The University scaled back study abroad programming ahead of the fall semester as the spread of the Delta variant continues to elevate COVID-19 cases across the globe.
University spokesperson Crystal Nosal said officials canceled GW Chile and the University’s provider and exchange programs, which rely on outside partners and organizations, only continuing GW-branded programs with limited activity because of the state of the pandemic. This fall will serve as the first semester with study abroad programming since the spring of 2020, when officials suspended all programs and non-essential travel for more than a year following the pandemic’s outbreak last March.
Nosal said officials canceled the program in Chile because of entry restrictions and other concerns tied to the pandemic but don’t expect any further adjustments for fall programs “unless conditions worsen.” COVID-19 cases surged toward record levels in Chile earlier this summer with nearly 9,000 new daily cases in early June, but positive tests have since plummeted to the lowest numbers since the start of the pandemic, with new daily cases dipping below 1,000 during the past week.
Nosal said University’s study programs and Global Bachelor’s Program – which will take place in Belfast, Northern Ireland this fall – will operate under full capacity, with 108 students currently enrolled.
She added that GW England drew the most applicants this fall, with 39 students attending six different institutions across the greater London area. She said Queen Mary, University of London and the School for Oriental and African Studies were the most popular with 13 and nine students set to attend, respectively.
The University plans to add exchange programs to its study abroad options this spring, continuing its study programs and Global Bachelor’s Program – which will take place in Shanghai, China, according to the Study Abroad Office’s website.
“Looking ahead to spring, we expect to expand our offerings and have already opened a subset of applications in GW Passport, in which students have already begun applying,” Nosal said. “We will continue to monitor health and safety conditions worldwide, and we expect the list to expand and fluctuate as we continue to progress through the fall semester.”
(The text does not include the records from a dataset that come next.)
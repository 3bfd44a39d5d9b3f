//! Output enum for command execution results.
//!
//! Every command produces exactly one output variant; the mapping is listed
//! on [`Command`](crate::Command).

use branchblog_core::{Post, PostId, SearchResponse, TreeNode};
use serde::{Deserialize, Serialize};

use crate::types::StoreStats;

/// Successful command execution results.
#[derive(Debug, Clone, PartialEq, Serialize, Deserialize)]
pub enum Output {
    /// No return value (delete)
    Unit,

    /// Ping response
    Pong { version: String },

    /// A single post
    Post(Post),

    /// Posts in listing order
    Posts(Vec<Post>),

    /// New like count
    Likes(u64),

    /// Search hits and their count
    Search(SearchResponse),

    /// Reconstructed fork tree
    Tree(TreeNode),

    /// Post ids (lineage)
    PostIds(Vec<PostId>),

    /// Store statistics
    Stats(StoreStats),
}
Nosal said the University may reduce, alter or cancel activities like trips, excursions, extracurriculars, internships, group meals and group workshops based on the pandemic’s conditions in each country this fall, which will dictate how each program will be run – potentially differently than during pre-pandemic years. She said precautions in host countries could include travel restrictions, group activities with social distancing and mask mandates and events or establishments that require proof of vaccination or a negative COVID-19 test.
The University requires all students to receive the COVID-19 vaccine to study abroad, the office’s website states.